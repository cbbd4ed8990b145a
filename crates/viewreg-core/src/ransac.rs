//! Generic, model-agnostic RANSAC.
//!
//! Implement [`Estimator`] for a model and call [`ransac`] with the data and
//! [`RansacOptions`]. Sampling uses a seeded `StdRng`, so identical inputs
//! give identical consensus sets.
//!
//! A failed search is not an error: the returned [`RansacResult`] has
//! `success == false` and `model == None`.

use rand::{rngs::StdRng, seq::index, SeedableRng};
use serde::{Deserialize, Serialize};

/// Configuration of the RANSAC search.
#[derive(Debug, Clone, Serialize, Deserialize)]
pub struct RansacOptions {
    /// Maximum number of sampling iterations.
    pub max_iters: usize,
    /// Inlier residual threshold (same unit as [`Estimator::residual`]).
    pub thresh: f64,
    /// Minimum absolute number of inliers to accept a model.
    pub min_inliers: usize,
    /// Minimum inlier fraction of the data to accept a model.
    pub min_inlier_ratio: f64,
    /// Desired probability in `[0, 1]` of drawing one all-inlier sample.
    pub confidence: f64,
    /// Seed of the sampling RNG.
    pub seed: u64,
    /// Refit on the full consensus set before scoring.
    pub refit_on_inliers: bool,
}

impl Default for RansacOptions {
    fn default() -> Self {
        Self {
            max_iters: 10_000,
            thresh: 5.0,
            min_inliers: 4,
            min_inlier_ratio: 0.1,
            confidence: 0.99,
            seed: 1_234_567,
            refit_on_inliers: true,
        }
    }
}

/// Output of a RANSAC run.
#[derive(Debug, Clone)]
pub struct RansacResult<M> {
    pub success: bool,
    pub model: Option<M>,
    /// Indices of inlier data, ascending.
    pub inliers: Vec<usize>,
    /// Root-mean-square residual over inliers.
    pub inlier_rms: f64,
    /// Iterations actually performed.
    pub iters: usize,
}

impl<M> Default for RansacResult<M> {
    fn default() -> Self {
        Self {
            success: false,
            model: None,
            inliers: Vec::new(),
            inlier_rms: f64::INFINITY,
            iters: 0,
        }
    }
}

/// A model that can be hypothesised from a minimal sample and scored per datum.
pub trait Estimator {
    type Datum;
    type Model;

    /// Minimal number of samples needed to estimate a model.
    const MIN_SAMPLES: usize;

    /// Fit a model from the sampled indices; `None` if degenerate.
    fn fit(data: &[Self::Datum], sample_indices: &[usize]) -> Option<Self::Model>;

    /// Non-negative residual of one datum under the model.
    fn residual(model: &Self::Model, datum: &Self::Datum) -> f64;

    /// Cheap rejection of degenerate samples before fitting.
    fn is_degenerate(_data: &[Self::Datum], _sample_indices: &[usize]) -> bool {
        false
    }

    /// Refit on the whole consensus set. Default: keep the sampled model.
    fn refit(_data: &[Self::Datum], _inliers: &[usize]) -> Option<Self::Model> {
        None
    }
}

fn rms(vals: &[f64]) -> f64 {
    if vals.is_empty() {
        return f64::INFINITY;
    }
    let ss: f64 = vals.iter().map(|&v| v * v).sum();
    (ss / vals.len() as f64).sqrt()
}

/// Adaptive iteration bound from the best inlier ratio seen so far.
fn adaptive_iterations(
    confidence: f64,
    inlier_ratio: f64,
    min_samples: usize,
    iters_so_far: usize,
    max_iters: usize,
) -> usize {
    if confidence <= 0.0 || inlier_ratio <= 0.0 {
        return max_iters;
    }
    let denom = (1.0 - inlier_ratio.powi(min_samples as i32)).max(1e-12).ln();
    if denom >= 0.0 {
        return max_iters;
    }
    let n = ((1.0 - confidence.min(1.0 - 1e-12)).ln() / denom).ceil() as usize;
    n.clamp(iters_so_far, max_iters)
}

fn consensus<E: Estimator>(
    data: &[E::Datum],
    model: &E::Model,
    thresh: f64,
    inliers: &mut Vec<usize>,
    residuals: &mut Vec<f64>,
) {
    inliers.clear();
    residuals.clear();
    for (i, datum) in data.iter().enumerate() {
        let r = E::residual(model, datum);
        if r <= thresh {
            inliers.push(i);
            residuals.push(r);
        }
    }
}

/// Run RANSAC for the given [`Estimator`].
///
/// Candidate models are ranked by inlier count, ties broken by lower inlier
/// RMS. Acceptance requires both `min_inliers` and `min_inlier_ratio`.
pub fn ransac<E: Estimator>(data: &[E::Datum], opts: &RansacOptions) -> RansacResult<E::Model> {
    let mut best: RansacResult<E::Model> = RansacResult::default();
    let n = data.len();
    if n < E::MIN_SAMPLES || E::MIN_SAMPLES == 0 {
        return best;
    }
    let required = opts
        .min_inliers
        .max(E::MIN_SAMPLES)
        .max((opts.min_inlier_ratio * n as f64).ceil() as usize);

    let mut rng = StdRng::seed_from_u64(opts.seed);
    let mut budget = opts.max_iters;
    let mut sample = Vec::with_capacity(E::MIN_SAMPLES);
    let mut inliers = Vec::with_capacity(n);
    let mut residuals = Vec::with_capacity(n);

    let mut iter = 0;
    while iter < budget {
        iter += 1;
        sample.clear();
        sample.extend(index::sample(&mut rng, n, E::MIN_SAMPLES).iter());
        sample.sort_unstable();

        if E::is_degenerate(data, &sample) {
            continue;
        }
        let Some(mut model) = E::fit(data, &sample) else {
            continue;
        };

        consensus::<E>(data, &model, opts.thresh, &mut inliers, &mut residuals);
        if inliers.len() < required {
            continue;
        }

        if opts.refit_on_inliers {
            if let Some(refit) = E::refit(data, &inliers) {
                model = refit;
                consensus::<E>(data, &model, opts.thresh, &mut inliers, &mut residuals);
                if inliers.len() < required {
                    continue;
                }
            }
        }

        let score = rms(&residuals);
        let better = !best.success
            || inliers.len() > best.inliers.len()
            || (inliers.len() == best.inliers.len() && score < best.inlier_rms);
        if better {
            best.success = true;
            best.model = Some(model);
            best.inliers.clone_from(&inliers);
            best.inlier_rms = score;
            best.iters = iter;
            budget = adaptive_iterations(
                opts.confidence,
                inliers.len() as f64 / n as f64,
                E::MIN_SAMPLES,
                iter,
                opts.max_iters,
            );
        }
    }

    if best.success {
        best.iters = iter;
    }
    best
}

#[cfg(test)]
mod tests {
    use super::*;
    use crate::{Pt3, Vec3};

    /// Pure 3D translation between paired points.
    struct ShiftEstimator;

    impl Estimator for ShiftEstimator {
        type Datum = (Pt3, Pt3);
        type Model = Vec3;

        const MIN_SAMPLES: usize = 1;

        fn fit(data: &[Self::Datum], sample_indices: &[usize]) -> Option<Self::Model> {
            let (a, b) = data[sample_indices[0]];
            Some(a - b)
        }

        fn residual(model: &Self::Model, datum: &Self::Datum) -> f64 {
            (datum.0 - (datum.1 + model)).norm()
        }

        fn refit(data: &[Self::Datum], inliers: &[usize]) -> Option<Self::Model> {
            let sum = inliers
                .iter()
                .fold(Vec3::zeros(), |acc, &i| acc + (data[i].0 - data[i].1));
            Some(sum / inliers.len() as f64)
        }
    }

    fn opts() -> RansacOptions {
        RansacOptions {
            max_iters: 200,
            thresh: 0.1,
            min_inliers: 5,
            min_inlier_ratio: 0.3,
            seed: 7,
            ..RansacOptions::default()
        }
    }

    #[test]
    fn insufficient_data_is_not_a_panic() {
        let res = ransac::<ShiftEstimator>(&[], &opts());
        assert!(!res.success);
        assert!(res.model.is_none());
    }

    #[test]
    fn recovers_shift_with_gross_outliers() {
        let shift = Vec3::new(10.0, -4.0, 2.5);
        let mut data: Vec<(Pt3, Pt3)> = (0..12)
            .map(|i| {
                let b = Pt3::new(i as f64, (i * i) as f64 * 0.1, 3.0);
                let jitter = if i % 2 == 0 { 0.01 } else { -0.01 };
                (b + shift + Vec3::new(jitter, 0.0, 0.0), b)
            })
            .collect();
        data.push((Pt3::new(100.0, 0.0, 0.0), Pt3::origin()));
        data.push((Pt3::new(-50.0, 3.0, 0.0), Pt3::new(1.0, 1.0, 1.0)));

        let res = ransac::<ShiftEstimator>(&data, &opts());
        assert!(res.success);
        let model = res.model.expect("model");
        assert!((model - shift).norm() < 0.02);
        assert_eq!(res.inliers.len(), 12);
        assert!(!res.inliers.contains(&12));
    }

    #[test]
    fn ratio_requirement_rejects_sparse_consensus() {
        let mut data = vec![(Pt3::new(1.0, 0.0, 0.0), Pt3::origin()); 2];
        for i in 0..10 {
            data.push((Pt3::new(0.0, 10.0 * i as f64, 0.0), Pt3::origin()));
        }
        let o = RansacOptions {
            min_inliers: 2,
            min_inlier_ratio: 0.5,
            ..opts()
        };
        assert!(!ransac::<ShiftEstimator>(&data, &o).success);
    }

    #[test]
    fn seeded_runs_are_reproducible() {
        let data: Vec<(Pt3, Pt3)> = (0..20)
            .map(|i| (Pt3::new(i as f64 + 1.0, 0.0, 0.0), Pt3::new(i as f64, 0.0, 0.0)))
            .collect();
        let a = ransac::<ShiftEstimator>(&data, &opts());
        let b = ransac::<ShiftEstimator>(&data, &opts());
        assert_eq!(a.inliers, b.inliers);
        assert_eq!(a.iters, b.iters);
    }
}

______________________________

TASK STATEMENT
List all lines from the entries that include the word "StdRng".

EXERCISE ANSWER
//! [`RansacOptions`]. Sampling uses a seeded `StdRng`, so identical inputs
use rand::{rngs::StdRng, seq::index, SeedableRng};
    let mut rng = StdRng::seed_from_u64(opts.seed);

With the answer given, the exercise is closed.